Available data:
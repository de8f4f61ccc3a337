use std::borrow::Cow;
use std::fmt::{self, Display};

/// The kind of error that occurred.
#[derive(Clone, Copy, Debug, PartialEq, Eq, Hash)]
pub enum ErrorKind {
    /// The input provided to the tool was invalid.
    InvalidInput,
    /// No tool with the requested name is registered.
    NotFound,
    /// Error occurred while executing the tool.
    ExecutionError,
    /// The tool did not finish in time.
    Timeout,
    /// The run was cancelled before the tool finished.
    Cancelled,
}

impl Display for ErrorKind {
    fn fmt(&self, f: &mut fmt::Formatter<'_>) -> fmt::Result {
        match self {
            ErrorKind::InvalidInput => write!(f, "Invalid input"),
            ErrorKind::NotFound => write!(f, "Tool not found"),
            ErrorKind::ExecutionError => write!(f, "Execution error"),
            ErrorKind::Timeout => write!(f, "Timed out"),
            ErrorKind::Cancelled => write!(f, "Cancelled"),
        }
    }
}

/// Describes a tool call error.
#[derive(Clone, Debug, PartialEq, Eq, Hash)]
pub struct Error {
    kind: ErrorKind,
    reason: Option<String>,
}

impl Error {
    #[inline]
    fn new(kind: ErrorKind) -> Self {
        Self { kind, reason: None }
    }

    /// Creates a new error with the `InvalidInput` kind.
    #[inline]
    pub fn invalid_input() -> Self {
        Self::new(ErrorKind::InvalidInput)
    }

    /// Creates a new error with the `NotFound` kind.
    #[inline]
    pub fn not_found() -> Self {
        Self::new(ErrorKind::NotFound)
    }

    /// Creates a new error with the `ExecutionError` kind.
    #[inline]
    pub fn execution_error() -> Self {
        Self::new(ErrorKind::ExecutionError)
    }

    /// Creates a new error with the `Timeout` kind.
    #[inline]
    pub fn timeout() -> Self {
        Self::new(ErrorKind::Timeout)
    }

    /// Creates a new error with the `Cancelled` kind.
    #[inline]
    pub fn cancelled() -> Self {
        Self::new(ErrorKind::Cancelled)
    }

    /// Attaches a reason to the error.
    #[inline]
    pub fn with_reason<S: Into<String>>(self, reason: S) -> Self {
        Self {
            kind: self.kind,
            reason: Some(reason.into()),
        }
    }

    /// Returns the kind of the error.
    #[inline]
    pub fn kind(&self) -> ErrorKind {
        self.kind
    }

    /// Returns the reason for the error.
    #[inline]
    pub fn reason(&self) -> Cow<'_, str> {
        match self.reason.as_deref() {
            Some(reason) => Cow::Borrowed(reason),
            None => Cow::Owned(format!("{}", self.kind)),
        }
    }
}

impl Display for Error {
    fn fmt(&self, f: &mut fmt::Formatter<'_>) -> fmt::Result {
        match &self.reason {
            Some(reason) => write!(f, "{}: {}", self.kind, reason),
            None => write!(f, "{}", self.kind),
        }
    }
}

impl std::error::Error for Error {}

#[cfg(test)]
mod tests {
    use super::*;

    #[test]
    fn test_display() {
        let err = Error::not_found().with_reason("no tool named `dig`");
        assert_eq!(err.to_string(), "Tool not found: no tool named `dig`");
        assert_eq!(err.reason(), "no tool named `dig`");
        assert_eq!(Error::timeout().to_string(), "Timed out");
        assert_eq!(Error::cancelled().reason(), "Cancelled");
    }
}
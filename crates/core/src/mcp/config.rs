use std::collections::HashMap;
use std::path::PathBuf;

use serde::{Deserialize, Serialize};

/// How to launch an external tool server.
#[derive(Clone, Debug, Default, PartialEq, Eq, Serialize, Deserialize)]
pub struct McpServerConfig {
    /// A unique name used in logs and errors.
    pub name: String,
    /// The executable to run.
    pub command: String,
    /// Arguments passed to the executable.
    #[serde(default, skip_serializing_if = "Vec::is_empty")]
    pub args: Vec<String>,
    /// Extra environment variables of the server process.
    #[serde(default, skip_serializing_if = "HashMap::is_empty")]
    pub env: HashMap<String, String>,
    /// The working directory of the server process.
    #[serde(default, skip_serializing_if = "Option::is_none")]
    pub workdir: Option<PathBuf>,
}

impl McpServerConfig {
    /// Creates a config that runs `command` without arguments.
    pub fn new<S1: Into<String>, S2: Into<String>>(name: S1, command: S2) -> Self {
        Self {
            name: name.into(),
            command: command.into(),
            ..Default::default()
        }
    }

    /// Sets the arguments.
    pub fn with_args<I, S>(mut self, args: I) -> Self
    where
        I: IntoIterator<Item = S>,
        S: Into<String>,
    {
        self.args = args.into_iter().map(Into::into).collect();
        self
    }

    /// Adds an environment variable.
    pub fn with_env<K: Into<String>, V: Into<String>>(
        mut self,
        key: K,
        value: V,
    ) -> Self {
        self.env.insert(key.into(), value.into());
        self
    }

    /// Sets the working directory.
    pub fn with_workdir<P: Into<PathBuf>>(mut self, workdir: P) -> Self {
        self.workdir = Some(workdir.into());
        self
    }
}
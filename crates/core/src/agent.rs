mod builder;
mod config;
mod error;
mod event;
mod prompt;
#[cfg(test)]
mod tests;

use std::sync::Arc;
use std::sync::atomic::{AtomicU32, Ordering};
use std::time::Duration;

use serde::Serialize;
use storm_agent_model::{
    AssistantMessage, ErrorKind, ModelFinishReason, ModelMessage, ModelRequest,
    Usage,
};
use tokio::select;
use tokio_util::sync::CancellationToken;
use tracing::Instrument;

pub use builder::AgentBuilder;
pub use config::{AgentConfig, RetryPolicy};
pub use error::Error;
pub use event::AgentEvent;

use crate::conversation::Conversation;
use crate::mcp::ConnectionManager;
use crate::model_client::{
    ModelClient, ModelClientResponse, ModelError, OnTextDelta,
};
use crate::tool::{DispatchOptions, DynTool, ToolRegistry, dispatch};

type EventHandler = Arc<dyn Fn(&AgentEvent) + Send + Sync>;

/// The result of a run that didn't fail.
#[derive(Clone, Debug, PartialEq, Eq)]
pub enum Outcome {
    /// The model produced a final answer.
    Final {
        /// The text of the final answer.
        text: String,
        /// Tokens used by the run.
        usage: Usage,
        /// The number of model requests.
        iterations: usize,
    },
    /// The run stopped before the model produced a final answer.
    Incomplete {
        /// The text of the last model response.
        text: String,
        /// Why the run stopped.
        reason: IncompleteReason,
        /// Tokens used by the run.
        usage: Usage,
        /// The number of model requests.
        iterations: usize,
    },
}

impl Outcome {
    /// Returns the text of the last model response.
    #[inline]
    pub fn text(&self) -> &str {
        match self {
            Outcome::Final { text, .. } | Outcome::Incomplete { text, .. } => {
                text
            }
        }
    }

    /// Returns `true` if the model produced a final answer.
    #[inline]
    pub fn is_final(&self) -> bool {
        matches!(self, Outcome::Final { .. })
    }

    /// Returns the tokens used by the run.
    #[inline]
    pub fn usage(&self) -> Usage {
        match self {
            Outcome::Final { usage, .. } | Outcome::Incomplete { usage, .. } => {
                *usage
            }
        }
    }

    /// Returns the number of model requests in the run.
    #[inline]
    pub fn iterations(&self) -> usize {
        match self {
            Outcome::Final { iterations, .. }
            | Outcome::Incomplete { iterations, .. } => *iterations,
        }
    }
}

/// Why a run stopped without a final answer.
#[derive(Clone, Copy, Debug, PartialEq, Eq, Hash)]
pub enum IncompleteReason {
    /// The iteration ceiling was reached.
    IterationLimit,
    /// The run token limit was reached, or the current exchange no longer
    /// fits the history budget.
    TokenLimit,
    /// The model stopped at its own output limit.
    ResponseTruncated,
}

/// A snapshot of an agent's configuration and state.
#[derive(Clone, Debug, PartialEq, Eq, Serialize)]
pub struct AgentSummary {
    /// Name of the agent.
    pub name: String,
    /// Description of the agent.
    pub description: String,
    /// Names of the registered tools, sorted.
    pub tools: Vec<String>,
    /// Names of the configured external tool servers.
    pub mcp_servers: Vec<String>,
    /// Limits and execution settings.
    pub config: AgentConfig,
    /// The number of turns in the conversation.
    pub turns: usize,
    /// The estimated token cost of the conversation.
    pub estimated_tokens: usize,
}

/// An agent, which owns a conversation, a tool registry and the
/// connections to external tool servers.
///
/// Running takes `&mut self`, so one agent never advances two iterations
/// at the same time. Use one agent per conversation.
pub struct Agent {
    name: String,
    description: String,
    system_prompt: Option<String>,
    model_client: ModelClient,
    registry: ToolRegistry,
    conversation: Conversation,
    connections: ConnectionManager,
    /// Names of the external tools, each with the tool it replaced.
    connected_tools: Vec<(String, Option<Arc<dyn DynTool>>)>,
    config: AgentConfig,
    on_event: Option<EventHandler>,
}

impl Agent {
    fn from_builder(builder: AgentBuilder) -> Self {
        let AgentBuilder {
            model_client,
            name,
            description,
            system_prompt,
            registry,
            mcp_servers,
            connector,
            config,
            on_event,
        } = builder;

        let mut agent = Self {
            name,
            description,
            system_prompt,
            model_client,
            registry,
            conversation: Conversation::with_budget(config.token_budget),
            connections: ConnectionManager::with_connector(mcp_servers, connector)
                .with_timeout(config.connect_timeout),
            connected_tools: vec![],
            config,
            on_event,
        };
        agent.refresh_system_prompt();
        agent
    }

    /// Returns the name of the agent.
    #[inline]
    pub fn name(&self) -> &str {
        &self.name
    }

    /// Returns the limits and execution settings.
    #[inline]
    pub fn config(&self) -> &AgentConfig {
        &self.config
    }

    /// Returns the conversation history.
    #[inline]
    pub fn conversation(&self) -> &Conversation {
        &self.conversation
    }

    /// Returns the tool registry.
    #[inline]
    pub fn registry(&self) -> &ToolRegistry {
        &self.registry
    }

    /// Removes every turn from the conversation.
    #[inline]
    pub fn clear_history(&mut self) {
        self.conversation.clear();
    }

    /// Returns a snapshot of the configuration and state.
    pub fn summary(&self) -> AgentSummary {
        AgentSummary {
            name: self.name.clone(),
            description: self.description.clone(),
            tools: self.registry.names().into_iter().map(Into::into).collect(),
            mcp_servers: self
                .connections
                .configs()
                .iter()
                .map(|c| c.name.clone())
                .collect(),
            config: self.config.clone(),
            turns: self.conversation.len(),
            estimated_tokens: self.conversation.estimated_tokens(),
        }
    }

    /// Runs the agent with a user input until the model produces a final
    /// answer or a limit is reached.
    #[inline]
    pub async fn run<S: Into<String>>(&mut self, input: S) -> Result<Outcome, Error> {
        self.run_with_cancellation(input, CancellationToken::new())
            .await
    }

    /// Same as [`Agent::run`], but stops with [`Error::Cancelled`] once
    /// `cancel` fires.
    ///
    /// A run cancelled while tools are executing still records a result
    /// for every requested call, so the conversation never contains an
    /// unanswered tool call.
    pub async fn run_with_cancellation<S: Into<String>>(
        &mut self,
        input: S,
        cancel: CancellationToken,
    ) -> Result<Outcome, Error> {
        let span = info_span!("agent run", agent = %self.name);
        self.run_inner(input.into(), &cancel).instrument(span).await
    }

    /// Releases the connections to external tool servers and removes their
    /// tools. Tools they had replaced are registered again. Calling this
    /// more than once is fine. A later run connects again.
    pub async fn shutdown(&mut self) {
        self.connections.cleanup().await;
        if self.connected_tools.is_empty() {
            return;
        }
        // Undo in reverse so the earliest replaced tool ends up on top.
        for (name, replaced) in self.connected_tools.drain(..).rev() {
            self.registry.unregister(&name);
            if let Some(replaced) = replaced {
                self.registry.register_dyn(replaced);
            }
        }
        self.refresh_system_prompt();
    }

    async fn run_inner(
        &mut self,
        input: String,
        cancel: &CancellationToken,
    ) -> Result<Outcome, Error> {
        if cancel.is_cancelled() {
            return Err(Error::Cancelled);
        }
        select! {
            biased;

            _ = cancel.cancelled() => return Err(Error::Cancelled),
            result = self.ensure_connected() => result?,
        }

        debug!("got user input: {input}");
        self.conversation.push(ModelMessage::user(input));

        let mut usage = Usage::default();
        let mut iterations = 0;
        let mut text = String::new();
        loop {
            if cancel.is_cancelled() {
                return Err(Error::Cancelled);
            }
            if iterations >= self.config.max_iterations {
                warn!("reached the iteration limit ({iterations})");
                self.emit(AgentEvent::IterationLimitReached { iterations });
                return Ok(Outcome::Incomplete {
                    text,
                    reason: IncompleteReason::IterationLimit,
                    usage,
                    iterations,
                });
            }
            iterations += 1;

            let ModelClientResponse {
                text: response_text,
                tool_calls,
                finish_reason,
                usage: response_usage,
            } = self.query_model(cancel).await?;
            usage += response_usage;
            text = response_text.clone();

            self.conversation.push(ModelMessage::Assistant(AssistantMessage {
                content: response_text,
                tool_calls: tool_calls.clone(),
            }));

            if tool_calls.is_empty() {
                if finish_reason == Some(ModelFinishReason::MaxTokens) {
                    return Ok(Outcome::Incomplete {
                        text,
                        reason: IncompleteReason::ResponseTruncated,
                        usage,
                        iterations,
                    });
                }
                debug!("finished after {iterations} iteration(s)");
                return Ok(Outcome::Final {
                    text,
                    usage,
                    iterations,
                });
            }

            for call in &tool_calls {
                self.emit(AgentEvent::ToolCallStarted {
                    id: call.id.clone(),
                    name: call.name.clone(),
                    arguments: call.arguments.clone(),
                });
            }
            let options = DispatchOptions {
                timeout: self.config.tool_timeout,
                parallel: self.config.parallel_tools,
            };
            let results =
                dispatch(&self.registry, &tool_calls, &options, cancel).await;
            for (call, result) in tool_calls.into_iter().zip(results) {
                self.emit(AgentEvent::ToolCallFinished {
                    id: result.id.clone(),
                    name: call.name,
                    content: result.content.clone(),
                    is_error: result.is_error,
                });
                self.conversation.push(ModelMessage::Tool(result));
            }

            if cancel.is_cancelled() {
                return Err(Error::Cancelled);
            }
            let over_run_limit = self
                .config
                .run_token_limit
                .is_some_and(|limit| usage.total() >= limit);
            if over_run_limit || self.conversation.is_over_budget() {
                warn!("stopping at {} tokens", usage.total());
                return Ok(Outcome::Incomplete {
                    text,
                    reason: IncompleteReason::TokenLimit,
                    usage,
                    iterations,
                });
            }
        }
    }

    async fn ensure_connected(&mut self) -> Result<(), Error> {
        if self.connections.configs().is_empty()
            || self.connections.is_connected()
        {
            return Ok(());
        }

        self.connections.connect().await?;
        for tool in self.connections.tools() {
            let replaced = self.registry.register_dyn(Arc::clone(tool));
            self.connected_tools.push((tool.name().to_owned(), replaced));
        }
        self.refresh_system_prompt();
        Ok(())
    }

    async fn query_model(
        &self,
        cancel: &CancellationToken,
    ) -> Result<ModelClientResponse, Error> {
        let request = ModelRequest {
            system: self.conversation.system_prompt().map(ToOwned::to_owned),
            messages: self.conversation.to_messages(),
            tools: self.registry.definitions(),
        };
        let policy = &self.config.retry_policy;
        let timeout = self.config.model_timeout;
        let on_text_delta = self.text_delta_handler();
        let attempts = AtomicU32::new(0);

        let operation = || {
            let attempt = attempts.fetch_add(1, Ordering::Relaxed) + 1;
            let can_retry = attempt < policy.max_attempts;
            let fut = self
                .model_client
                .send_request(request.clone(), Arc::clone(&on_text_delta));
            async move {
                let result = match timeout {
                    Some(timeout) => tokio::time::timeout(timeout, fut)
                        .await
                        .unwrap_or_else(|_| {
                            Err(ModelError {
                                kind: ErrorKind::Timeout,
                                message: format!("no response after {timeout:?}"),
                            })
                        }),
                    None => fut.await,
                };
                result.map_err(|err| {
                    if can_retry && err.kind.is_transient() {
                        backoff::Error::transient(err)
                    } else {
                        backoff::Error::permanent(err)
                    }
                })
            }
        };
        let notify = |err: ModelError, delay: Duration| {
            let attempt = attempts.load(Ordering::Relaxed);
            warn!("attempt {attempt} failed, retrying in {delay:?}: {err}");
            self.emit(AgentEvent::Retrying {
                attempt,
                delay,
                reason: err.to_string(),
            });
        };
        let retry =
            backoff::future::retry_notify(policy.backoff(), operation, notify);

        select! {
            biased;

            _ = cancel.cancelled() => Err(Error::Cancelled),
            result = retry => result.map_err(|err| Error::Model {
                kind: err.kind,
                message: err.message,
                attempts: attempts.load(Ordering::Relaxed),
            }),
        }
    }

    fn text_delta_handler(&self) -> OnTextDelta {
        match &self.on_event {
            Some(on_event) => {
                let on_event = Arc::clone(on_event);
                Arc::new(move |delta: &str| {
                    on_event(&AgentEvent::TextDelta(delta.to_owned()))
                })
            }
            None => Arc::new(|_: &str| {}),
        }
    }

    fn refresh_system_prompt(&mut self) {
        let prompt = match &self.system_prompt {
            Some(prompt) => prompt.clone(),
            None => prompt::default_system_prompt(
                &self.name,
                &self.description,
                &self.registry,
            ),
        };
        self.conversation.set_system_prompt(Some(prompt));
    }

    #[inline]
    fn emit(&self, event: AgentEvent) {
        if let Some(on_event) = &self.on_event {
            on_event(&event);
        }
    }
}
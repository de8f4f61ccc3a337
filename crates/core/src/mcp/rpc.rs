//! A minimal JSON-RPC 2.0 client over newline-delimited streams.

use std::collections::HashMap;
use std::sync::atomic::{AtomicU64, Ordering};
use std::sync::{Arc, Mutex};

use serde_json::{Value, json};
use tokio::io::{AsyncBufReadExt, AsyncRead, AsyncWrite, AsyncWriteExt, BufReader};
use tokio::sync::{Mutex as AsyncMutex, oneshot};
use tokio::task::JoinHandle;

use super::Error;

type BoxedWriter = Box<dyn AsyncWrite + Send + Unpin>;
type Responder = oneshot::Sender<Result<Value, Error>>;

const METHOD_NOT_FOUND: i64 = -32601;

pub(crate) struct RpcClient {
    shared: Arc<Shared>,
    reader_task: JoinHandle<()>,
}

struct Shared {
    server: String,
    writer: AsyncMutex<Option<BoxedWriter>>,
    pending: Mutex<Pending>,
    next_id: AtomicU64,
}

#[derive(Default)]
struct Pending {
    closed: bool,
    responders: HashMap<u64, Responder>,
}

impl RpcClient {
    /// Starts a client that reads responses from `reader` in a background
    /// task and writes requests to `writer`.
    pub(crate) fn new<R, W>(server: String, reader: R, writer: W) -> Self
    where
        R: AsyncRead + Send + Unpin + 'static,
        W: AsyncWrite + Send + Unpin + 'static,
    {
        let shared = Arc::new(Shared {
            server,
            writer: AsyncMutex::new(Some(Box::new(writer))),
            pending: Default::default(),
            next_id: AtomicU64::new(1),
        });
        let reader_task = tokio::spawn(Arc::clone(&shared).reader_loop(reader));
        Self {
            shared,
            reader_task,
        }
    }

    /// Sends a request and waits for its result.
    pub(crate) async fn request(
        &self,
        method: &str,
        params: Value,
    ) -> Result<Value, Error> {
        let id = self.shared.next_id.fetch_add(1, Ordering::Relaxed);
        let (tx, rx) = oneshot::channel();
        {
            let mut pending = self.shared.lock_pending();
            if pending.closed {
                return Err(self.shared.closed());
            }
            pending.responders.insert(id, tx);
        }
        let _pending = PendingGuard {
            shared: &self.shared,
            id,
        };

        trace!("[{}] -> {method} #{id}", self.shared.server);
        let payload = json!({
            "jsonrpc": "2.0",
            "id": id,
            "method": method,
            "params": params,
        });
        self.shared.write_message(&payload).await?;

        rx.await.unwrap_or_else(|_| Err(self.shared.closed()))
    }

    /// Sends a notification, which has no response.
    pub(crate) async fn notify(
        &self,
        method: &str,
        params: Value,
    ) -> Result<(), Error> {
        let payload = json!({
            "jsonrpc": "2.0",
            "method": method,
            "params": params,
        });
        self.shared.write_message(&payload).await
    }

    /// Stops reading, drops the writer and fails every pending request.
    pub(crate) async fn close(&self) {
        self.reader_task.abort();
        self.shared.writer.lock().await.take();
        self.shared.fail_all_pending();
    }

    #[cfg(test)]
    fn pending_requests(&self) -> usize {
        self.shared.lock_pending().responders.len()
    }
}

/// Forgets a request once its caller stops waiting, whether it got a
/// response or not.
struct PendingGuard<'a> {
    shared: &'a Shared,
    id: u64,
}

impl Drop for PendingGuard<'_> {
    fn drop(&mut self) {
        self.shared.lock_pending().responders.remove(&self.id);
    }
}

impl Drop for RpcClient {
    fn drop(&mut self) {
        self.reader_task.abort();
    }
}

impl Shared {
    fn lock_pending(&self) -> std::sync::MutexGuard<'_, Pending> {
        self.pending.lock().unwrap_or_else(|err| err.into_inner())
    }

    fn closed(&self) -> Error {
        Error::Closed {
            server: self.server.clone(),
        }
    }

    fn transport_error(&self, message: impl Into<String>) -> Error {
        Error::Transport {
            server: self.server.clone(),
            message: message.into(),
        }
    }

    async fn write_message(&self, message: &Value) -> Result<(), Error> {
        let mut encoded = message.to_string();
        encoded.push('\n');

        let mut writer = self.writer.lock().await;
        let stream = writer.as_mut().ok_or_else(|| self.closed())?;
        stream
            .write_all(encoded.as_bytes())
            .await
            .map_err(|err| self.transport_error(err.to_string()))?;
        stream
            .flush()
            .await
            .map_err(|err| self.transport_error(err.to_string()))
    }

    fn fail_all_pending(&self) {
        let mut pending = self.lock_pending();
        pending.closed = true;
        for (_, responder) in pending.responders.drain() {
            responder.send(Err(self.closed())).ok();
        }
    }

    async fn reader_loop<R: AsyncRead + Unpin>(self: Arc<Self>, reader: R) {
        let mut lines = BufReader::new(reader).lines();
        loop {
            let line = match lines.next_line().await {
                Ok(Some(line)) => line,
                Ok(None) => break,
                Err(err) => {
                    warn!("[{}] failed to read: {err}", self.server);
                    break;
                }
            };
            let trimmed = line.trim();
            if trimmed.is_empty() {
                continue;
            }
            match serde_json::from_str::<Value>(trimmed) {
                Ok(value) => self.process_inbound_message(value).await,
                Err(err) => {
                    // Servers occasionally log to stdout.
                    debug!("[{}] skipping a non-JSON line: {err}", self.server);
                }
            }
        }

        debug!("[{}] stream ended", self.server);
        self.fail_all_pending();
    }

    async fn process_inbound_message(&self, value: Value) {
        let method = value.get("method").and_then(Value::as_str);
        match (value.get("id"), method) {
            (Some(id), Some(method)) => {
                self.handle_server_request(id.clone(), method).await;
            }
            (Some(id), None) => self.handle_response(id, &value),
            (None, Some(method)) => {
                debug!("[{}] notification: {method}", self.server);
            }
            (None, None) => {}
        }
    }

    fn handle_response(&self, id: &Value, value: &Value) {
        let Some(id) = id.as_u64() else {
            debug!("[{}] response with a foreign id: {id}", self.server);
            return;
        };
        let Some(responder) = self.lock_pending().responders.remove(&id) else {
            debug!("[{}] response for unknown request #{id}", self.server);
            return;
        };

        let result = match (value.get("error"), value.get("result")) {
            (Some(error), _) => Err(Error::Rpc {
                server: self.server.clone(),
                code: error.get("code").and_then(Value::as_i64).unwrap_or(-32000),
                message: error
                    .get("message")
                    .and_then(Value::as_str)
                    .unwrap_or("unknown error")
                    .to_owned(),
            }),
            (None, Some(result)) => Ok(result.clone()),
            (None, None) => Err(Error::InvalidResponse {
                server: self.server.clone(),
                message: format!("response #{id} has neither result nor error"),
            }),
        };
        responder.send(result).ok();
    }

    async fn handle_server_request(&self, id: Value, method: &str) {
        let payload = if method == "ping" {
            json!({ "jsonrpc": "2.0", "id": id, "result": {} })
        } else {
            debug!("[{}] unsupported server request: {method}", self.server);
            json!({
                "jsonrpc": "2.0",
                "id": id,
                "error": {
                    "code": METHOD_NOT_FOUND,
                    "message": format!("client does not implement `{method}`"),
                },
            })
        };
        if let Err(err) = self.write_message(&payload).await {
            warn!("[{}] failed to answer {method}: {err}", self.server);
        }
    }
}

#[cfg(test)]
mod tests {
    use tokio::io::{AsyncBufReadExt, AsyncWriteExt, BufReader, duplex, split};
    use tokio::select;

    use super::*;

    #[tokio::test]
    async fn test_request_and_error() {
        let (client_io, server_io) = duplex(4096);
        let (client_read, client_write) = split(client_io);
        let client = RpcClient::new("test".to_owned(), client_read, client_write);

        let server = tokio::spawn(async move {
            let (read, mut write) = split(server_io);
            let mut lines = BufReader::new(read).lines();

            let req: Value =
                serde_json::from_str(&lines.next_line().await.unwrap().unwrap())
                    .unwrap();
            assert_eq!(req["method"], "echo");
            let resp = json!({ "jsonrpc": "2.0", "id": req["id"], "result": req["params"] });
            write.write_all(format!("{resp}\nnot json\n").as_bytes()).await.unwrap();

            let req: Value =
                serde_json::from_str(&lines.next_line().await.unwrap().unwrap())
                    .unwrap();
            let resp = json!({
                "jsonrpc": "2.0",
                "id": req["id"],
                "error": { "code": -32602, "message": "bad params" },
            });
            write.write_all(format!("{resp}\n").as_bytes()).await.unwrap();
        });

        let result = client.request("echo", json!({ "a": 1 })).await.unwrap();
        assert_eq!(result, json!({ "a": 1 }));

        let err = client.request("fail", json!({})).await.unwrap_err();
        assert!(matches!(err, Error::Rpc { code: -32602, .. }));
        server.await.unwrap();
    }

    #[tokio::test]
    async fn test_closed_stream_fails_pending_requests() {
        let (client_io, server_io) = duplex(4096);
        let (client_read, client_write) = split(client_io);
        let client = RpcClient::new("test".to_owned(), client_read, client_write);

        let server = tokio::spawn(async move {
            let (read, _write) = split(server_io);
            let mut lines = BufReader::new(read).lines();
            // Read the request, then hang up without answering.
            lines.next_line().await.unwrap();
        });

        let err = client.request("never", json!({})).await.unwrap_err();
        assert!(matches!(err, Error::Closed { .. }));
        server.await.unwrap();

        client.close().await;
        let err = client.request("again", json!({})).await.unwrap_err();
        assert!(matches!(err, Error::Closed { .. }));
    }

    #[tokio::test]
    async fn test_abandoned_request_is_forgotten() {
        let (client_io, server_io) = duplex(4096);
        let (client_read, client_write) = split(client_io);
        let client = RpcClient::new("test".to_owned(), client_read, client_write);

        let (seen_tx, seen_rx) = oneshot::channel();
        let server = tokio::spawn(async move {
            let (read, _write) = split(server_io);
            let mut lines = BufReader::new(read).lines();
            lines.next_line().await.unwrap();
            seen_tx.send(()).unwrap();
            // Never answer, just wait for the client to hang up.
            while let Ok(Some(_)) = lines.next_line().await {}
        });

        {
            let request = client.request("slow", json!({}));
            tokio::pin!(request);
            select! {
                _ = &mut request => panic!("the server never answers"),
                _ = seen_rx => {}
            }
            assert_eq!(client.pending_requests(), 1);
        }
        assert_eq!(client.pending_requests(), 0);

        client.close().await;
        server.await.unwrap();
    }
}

Problem requirements: Go through the data line by line and say how many lines contain "after". Give the number alone.

Reply to the exercise: 2